Qu‘American Sniper ait une telle résonance aux Etats-Unis ne saurait surprendre. Il met en effet en scène (à la sauce Eastwood, ce qui n’est pas un détail) l’histoire de Chris Kyle – impeccablement interprété par Bradley Cooper -, tireur d’élite pendant l’occupation de l’armée américaine en Irak dans les années 2000. Son boulot : membre des forces spéciales SEAL, protéger les Marines en éliminant tous ceux qui, armés, s’en approchaient d’un peu trop près. Et comme il était à la fois très courageux et très doué, il a ainsi abattu des centaines de « cibles ». A tel point qu’il a été surnommé La légende au sein de l’armée.

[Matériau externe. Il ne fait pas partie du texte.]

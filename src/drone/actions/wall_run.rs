//! Lane traversal parallel to one of the four arena walls.

use std::f32::consts::TAU;

use glam::{Quat, Vec3};
use rand::Rng;
use web_time::Duration;

use super::{ActionContext, ActionPlan, ActionSpec, PlanFailure};
use crate::options::{DroneOptions, PlayableBounds};
use crate::transform::Transform;
use crate::util::geometry::look_rotation;

/// Shortest lane worth flying.
const MIN_LANE_LENGTH: f32 = 1.0;

/// One edge of the playable rectangle.
#[derive(Debug, Clone, Copy, PartialEq, Eq)]
pub enum Wall {
    /// Minimum-Z edge.
    North,
    /// Maximum-Z edge.
    South,
    /// Maximum-X edge.
    East,
    /// Minimum-X edge.
    West,
}

impl Wall {
    /// Visiting order of the round-robin cycle.
    pub const CYCLE: [Self; 4] = [Self::North, Self::South, Self::East, Self::West];

    /// Lane endpoints in the wall's forward direction, inset by `offset`
    /// from the wall and from both corners.
    #[must_use]
    pub fn lane(self, bounds: &PlayableBounds, offset: f32, altitude: f32) -> (Vec3, Vec3) {
        let y = bounds.clamp_altitude(altitude);
        let (x0, x1) = (bounds.min_x + offset, bounds.max_x - offset);
        let (z0, z1) = (bounds.min_z + offset, bounds.max_z - offset);
        match self {
            Self::North => (Vec3::new(x0, y, z0), Vec3::new(x1, y, z0)),
            Self::South => (Vec3::new(x1, y, z1), Vec3::new(x0, y, z1)),
            Self::East => (Vec3::new(x1, y, z0), Vec3::new(x1, y, z1)),
            Self::West => (Vec3::new(x0, y, z1), Vec3::new(x0, y, z0)),
        }
    }
}

/// Persistent round-robin index over [`Wall::CYCLE`].
#[derive(Debug, Clone, Default, PartialEq, Eq)]
pub struct WallCycle {
    index: usize,
}

impl WallCycle {
    /// Wall for this draw; advances the cycle.
    pub fn next_wall(&mut self) -> Wall {
        let wall = Wall::CYCLE[self.index % Wall::CYCLE.len()];
        self.index = (self.index + 1) % Wall::CYCLE.len();
        wall
    }
}

/// A straight lane run with a lateral bobble.
#[derive(Debug, Clone, PartialEq)]
pub struct WallRun {
    /// Lane start (approach target).
    pub start: Vec3,
    /// Lane end.
    pub end: Vec3,
    /// Wall the lane runs along.
    pub wall: Wall,
}

impl WallRun {
    /// Pose at main-phase `elapsed` (linear progress `t`).
    pub(crate) fn pose(&self, elapsed: Duration, t: f32, opts: &DroneOptions) -> Transform {
        let travel = self.end - self.start;
        let along = self.start + travel * t;
        let lateral = travel.cross(Vec3::Y).normalize_or_zero();
        let phase = TAU * opts.bobble_frequency_hz * elapsed.as_secs_f32();
        let position = along + lateral * (phase.sin() * opts.bobble_amplitude);
        Transform::new(position, look_rotation(travel).unwrap_or(Quat::IDENTITY))
    }
}

pub(crate) fn plan<R: Rng + ?Sized>(
    wall: Wall,
    ctx: &ActionContext<'_>,
    rng: &mut R,
) -> Result<ActionPlan, PlanFailure> {
    let opts = ctx.options;
    let (mut start, mut end) = wall.lane(ctx.bounds, opts.wall_offset, opts.wall_altitude);
    if !rng.random_bool(opts.wall_forward_chance.clamp(0.0, 1.0)) {
        std::mem::swap(&mut start, &mut end);
    }
    let travel = end - start;
    if travel.length() < MIN_LANE_LENGTH {
        return Err(PlanFailure::Degenerate);
    }
    let orientation = look_rotation(travel).ok_or(PlanFailure::Degenerate)?;
    Ok(ActionPlan {
        target: Transform::new(start, orientation),
        main_duration: Duration::from_millis(opts.wall_run_ms),
        action: ActionSpec::WallRun(WallRun { start, end, wall }),
    })
}
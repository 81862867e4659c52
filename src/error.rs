//! Crate-level error types.

use std::fmt;

/// Errors produced by the dronecam crate.
#[derive(Debug)]
pub enum ChoreoError {
    /// Generic I/O failure.
    Io(std::io::Error),
    /// TOML options parsing/serialization failure.
    OptionsParse(String),
    /// Options parsed but describe an unusable configuration.
    InvalidOptions(String),
}

impl fmt::Display for ChoreoError {
    fn fmt(&self, f: &mut fmt::Formatter<'_>) -> fmt::Result {
        match self {
            Self::Io(e) => write!(f, "I/O error: {e}"),
            Self::OptionsParse(msg) => {
                write!(f, "options parse error: {msg}")
            }
            Self::InvalidOptions(msg) => {
                write!(f, "invalid options: {msg}")
            }
        }
    }
}

impl std::error::Error for ChoreoError {
    fn source(&self) -> Option<&(dyn std::error::Error + 'static)> {
        match self {
            Self::Io(e) => Some(e),
            _ => None,
        }
    }
}

impl From<std::io::Error> for ChoreoError {
    fn from(e: std::io::Error) -> Self {
        Self::Io(e)
    }
}
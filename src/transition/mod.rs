//! One-shot camera cinematics triggered by game lifecycle changes.
//!
//! At most one [`TransitionAnimation`] runs at a time and, while it runs,
//! it alone drives the camera. A new lifecycle trigger replaces whatever
//! is running. Completion is reported back to the host as
//! [`TransitionEvent`] values.

pub mod crash;
pub mod fly_in;
pub mod game_over;

use glam::Vec3;
use web_time::{Duration, Instant};

pub use self::crash::{CrashFrame, CrashPhase, CrashSequence};
pub use self::fly_in::FlyIn;
pub use self::game_over::GameOverPan;
use crate::camera::controller::orbit_pose;
use crate::host::{GameState, GameplayView, PlayerSnapshot, TransitionEvent};
use crate::options::{CameraOptions, TransitionOptions};
use crate::transform::Transform;

/// The running cinematic.
#[derive(Debug, Clone, PartialEq)]
pub enum TransitionAnimation {
    /// Round-start flight onto the gameplay view.
    StartFlyIn(FlyIn),
    /// Shake, ascend and hold after a crash.
    CrashSequence(CrashSequence),
    /// Pan to the orbit start after game over.
    GameOverPan(GameOverPan),
}

impl TransitionAnimation {
    /// Short name for logs.
    #[must_use]
    pub fn name(&self) -> &'static str {
        match self {
            Self::StartFlyIn(_) => "start_fly_in",
            Self::CrashSequence(_) => "crash_sequence",
            Self::GameOverPan(_) => "game_over_pan",
        }
    }
}

/// Per-frame inputs the animator reads.
#[derive(Debug, Clone, Copy)]
pub struct TransitionInput<'a> {
    /// Frame timestamp.
    pub now: Instant,
    /// Host game state.
    pub game_state: GameState,
    /// Camera transform before this frame.
    pub camera: Transform,
    /// Player head snapshot.
    pub player: &'a PlayerSnapshot,
    /// Gameplay view the fly-in lands on.
    pub gameplay_view: GameplayView,
    /// Board center the game-over pan looks at.
    pub board_center: Vec3,
}

/// Camera output of a frame the animator drove.
#[derive(Debug, Clone, Copy, PartialEq)]
pub struct TransitionFrame {
    /// Camera pose.
    pub transform: Transform,
    /// Visual emphasis in [0, 1].
    pub emphasis: f32,
    /// Completion event raised this frame.
    pub event: Option<TransitionEvent>,
}

/// Result of [`TransitionAnimator::update`].
#[derive(Debug, Clone, Copy, PartialEq, Default)]
pub struct TransitionOutcome {
    /// The driven frame, or `None` when no animation ran.
    pub frame: Option<TransitionFrame>,
    /// An animation completed or was torn down this frame; the camera
    /// controller takes over next frame and must snap.
    pub released: bool,
}

/// Starts, runs and tears down lifecycle cinematics.
#[derive(Debug, Clone)]
pub struct TransitionAnimator {
    options: TransitionOptions,
    camera: CameraOptions,
    active: Option<TransitionAnimation>,
    last_state: Option<GameState>,
}

impl TransitionAnimator {
    /// Animator with nothing running.
    #[must_use]
    pub fn new(options: &TransitionOptions, camera: &CameraOptions) -> Self {
        Self {
            options: options.clone(),
            camera: camera.clone(),
            active: None,
            last_state: None,
        }
    }

    /// The running animation, if any.
    #[must_use]
    pub fn active(&self) -> Option<&TransitionAnimation> {
        self.active.as_ref()
    }

    /// Whether an animation is driving the camera.
    #[must_use]
    pub fn is_active(&self) -> bool {
        self.active.is_some()
    }

    /// Check lifecycle triggers, then advance the running animation.
    pub fn update(&mut self, input: &TransitionInput<'_>) -> TransitionOutcome {
        let mut released = self.observe_state(input);
        let Some(animation) = self.active.as_mut() else {
            return TransitionOutcome {
                frame: None,
                released,
            };
        };

        let (frame, finished) = match animation {
            TransitionAnimation::StartFlyIn(fly_in) => {
                let (transform, done) =
                    fly_in.sample(input.now, input.player, &self.camera);
                let event = done.then_some(TransitionEvent::StartFlyInComplete);
                (still(transform, event), done)
            }
            TransitionAnimation::CrashSequence(crash) => {
                let frame = crash.sample(input.now);
                (
                    TransitionFrame {
                        transform: frame.transform,
                        emphasis: frame.emphasis,
                        event: frame.event,
                    },
                    false,
                )
            }
            TransitionAnimation::GameOverPan(pan) => {
                let (transform, done) = pan.sample(input.now);
                let event = done.then_some(TransitionEvent::GameOverPanComplete);
                (still(transform, event), done)
            }
        };

        if finished {
            log::info!("{} complete", animation.name());
            self.active = None;
            released = true;
        }
        TransitionOutcome {
            frame: Some(frame),
            released,
        }
    }

    /// Start or tear down animations on game state changes. Returns true
    /// when a running animation was dropped without a replacement.
    fn observe_state(&mut self, input: &TransitionInput<'_>) -> bool {
        let state = input.game_state;
        if self.last_state == Some(state) {
            return false;
        }
        self.last_state = Some(state);

        let next = match state {
            GameState::Starting => Some(TransitionAnimation::StartFlyIn(FlyIn::new(
                input.now,
                input.camera,
                input.gameplay_view,
                &self.options,
            ))),
            GameState::Crashed => Some(TransitionAnimation::CrashSequence(CrashSequence::new(
                input.now,
                input.camera,
                input.player.head,
                &self.options,
            ))),
            GameState::GameOver => {
                let azimuth = self.options.orbit_start_azimuth;
                Some(TransitionAnimation::GameOverPan(GameOverPan::new(
                    input.now,
                    input.camera,
                    orbit_pose(input.board_center, azimuth, &self.camera),
                    azimuth,
                    Duration::from_millis(self.options.game_over_pan_ms),
                )))
            }
            GameState::Idle | GameState::Playing => None,
        };

        match next {
            Some(animation) => {
                if let Some(previous) = &self.active {
                    log::info!("{} replaced by {}", previous.name(), animation.name());
                } else {
                    log::info!("{} started", animation.name());
                }
                self.active = Some(animation);
                false
            }
            None => {
                // Only the crash hold depends on staying in its state
                if matches!(self.active, Some(TransitionAnimation::CrashSequence(_))) {
                    log::info!("crash_sequence torn down on {state:?}");
                    self.active = None;
                    return true;
                }
                false
            }
        }
    }
}

fn still(transform: Transform, event: Option<TransitionEvent>) -> TransitionFrame {
    TransitionFrame {
        transform,
        emphasis: 0.0,
        event,
    }
}

#[cfg(test)]
mod tests {
    use glam::Quat;

    use super::*;

    struct Harness {
        animator: TransitionAnimator,
        player: PlayerSnapshot,
        camera: Transform,
        t0: Instant,
    }

    impl Harness {
        fn new() -> Self {
            Self {
                animator: TransitionAnimator::new(
                    &TransitionOptions::default(),
                    &CameraOptions::default(),
                ),
                player: PlayerSnapshot {
                    head: Vec3::new(3.0, 0.5, 3.0),
                    ..PlayerSnapshot::default()
                },
                camera: Transform::new(Vec3::new(0.0, 30.0, 50.0), Quat::IDENTITY),
                t0: Instant::now(),
            }
        }

        fn step(&mut self, ms: u64, state: GameState) -> TransitionOutcome {
            let input = TransitionInput {
                now: self.t0 + Duration::from_millis(ms),
                game_state: state,
                camera: self.camera,
                player: &self.player,
                gameplay_view: GameplayView::ThirdPerson,
                board_center: Vec3::ZERO,
            };
            let outcome = self.animator.update(&input);
            if let Some(frame) = outcome.frame {
                self.camera = frame.transform;
            }
            outcome
        }
    }

    #[test]
    fn idle_runs_nothing() {
        let mut h = Harness::new();
        let outcome = h.step(0, GameState::Idle);
        assert_eq!(outcome, TransitionOutcome::default());
        assert!(!h.animator.is_active());
    }

    #[test]
    fn fly_in_completes_once_and_releases() {
        let mut h = Harness::new();
        let _ = h.step(0, GameState::Idle);
        let mut events = Vec::new();
        let mut released = 0;
        for ms in (16..4000).step_by(16) {
            let outcome = h.step(ms, GameState::Starting);
            events.extend(outcome.frame.and_then(|f| f.event));
            released += usize::from(outcome.released);
        }
        assert_eq!(events, vec![TransitionEvent::StartFlyInComplete]);
        assert_eq!(released, 1);
        assert!(!h.animator.is_active());
    }

    #[test]
    fn crash_holds_until_state_changes() {
        let mut h = Harness::new();
        let _ = h.step(0, GameState::Playing);
        let mut events = Vec::new();
        for ms in (16..10_000).step_by(16) {
            let outcome = h.step(ms, GameState::Crashed);
            assert!(!outcome.released);
            events.extend(outcome.frame.and_then(|f| f.event));
        }
        assert_eq!(events, vec![TransitionEvent::CrashAscendComplete]);
        assert!(matches!(
            h.animator.active(),
            Some(TransitionAnimation::CrashSequence(c)) if c.phase() == CrashPhase::Holding
        ));

        let outcome = h.step(10_016, GameState::Idle);
        assert!(outcome.released);
        assert!(outcome.frame.is_none());
        assert!(!h.animator.is_active());
    }

    #[test]
    fn game_over_replaces_crash_and_lands_on_orbit_start() {
        let mut h = Harness::new();
        let _ = h.step(0, GameState::Crashed);
        let _ = h.step(4000, GameState::Crashed);
        let outcome = h.step(4016, GameState::GameOver);
        assert!(!outcome.released);
        assert!(matches!(h.animator.active(), Some(TransitionAnimation::GameOverPan(_))));

        let outcome = h.step(6016, GameState::GameOver);
        let Some(frame) = outcome.frame else {
            panic!("pan frame missing");
        };
        assert_eq!(frame.event, Some(TransitionEvent::GameOverPanComplete));
        assert!(outcome.released);
        let orbit = orbit_pose(Vec3::ZERO, 0.0, &CameraOptions::default());
        assert!((frame.transform.position - orbit.position).length() < 1e-4);
    }
}
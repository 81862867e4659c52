//! Small geometry helpers for trajectory synthesis.
//!
//! Conventions: Y is up, an identity orientation looks down `-Z`, yaw is
//! measured counter-clockwise about `+Y` starting from `-Z`.

use std::f32::consts::{PI, TAU};

use glam::{Mat3, Quat, Vec3};

/// Minimum squared length treated as a usable direction.
const DIRECTION_EPSILON_SQ: f32 = 1e-10;

/// Orientation whose forward (`-Z`) axis points along `direction`.
///
/// Returns `None` for a zero-length direction so callers can keep their
/// previous orientation instead of normalizing a zero vector.
#[must_use]
pub fn look_rotation(direction: Vec3) -> Option<Quat> {
    if direction.length_squared() < DIRECTION_EPSILON_SQ {
        return None;
    }
    let forward = direction.normalize();
    // Straight up/down: borrow Z as the reference so the basis stays valid.
    let reference = if forward.cross(Vec3::Y).length_squared() < 1e-6 {
        Vec3::NEG_Z
    } else {
        Vec3::Y
    };
    let right = forward.cross(reference).normalize();
    let up = right.cross(forward);
    Some(Quat::from_mat3(&Mat3::from_cols(right, up, -forward)).normalize())
}

/// Orientation at `from` looking toward `target`, if they are distinct.
#[must_use]
pub fn look_at(from: Vec3, target: Vec3) -> Option<Quat> {
    look_rotation(target - from)
}

/// Pure yaw rotation about `+Y`.
#[inline]
#[must_use]
pub fn yaw_rotation(yaw: f32) -> Quat {
    Quat::from_rotation_y(yaw)
}

/// Forward vector of a yaw heading on the horizontal plane.
#[inline]
#[must_use]
pub fn yaw_forward(yaw: f32) -> Vec3 {
    yaw_rotation(yaw) * Vec3::NEG_Z
}

/// Signed shortest angular difference `to - from`, in (-π, π].
#[must_use]
pub fn shortest_angle(from: f32, to: f32) -> f32 {
    let delta = (to - from).rem_euclid(TAU);
    if delta > PI {
        delta - TAU
    } else {
        delta
    }
}

/// Move `from` toward `to` by `factor` along the shortest arc.
#[must_use]
pub fn lerp_angle(from: f32, to: f32, factor: f32) -> f32 {
    from + shortest_angle(from, to) * factor.clamp(0.0, 1.0)
}

/// Point on the horizontal circle around `center` at `angle` (radians,
/// measured from `+X` toward `+Z`).
#[inline]
#[must_use]
pub fn circle_point(center: Vec3, radius: f32, angle: f32) -> Vec3 {
    center + Vec3::new(angle.cos() * radius, 0.0, angle.sin() * radius)
}

/// Angle of `point` around `center` in the same convention as
/// [`circle_point`]. Coincident points yield zero.
#[must_use]
pub fn horizontal_angle(center: Vec3, point: Vec3) -> f32 {
    let d = point - center;
    if d.x == 0.0 && d.z == 0.0 {
        0.0
    } else {
        d.z.atan2(d.x)
    }
}

/// Quadratic bezier through control point `p1`.
#[must_use]
pub fn quadratic_bezier(p0: Vec3, p1: Vec3, p2: Vec3, t: f32) -> Vec3 {
    let omt = 1.0 - t;
    p0 * (omt * omt) + p1 * (2.0 * omt * t) + p2 * (t * t)
}

/// Derivative of [`quadratic_bezier`] with respect to `t`.
#[must_use]
pub fn quadratic_bezier_tangent(p0: Vec3, p1: Vec3, p2: Vec3, t: f32) -> Vec3 {
    (p1 - p0) * (2.0 * (1.0 - t)) + (p2 - p1) * (2.0 * t)
}

/// Vertical bump peaking at mid-progress, zero at both ends.
#[inline]
#[must_use]
pub fn arc_bump(t: f32, height: f32) -> f32 {
    (PI * t.clamp(0.0, 1.0)).sin() * height
}
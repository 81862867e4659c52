// -- Lint policy ---------------------------------------------------------
// This is the single source of truth for crate-wide lints.

// Broad lint groups
#![deny(clippy::all)]
#![deny(clippy::pedantic)]
#![deny(clippy::nursery)]
// Documentation
#![deny(missing_docs)]
#![deny(rustdoc::broken_intra_doc_links)]
#![deny(rustdoc::private_intra_doc_links)]
#![deny(rustdoc::bare_urls)]
// No panicking in library code
#![deny(clippy::unwrap_used)]
#![deny(clippy::expect_used)]
#![deny(clippy::panic)]
#![deny(clippy::todo)]
#![deny(clippy::unimplemented)]
// No debug/print artifacts
#![deny(clippy::dbg_macro)]
#![deny(clippy::print_stdout)]
#![deny(clippy::print_stderr)]
// Import hygiene
#![deny(clippy::wildcard_imports)]
// Complexity limits (thresholds in clippy.toml)
#![deny(clippy::cognitive_complexity)]
#![deny(clippy::too_many_lines)]
#![deny(clippy::excessive_nesting)]
// Function signature hygiene
#![deny(clippy::too_many_arguments)]
#![deny(clippy::fn_params_excessive_bools)]
// Clone / pass-by-value hygiene
#![deny(clippy::needless_pass_by_value)]
#![deny(clippy::implicit_clone)]
// String hygiene
#![deny(clippy::inefficient_to_string)]
#![deny(clippy::redundant_closure_for_method_calls)]
#![deny(clippy::manual_string_new)]
#![deny(clippy::str_to_string)]
// Cargo lints (warn, not deny since cargo lints can be noisy)
#![warn(clippy::cargo)]
// Unused / redundant code
#![deny(unused_results)]
#![deny(unused_qualifications)]
// Cast hygiene
#![deny(trivial_casts)]
#![deny(trivial_numeric_casts)]

//! Autonomous camera and drone choreography for a 3D grid arcade game.
//!
//! The crate selects and flies procedural behaviors for roaming camera
//! drones, derives the observer transform from the active view mode, and
//! plays one-shot cinematics on game lifecycle changes (round start, crash,
//! game over). Everything runs inside a single frame-driven tick.
//!
//! # Key entry points
//!
//! - [`engine::FrameScheduler`] - per-frame orchestration and throttling
//! - [`drone::DroneChoreographer`] - the roaming drone fleet
//! - [`camera::controller::CameraModeController`] - orbit, first-person,
//!   third-person and onboard drone views
//! - [`transition::TransitionAnimator`] - lifecycle cinematics
//! - [`options::Options`] - runtime configuration with TOML presets
//!
//! # Architecture
//!
//! The host owns the refresh loop and calls
//! [`FrameScheduler::tick`](engine::FrameScheduler::tick) with a
//! [`host::FrameInput`] snapshot. The scheduler skips frames that arrive
//! ahead of its adaptive target rate; a processed frame advances the
//! lighting clock, every drone's schedule, the lifecycle triggers, and then
//! either the running transition or the camera view mode. Completion of a
//! transition is reported back as [`host::TransitionEvent`] values.
//!
//! All state is passed explicitly; there are no globals and no threads.

pub mod camera;
pub mod drone;
pub mod engine;
pub mod error;
pub mod host;
pub mod options;
pub mod transform;
pub mod transition;
pub mod util;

C’est un film de guerre, qui montre une guerre contemporaine, en milieu urbain et avec les technologies d’aujourd’hui (comme le téléphone portable, qui permet par exemple à Chris Kyle d’appeler son épouse au milieu des tirs), à dix milles lieux des films de guerres classiques que l’on a pu voir, avec pourtant toujours les mêmes règles et les mêmes horreurs. La traque, la loi du plus fort et de l’épouvante, la torture, les blessures et la mort. Clint Eastwood filme sans détour. C’est frontal, brutal. Jamais complaisant. De ce strict point de vue, y voir une apologie de la guerre est pour le moins curieux.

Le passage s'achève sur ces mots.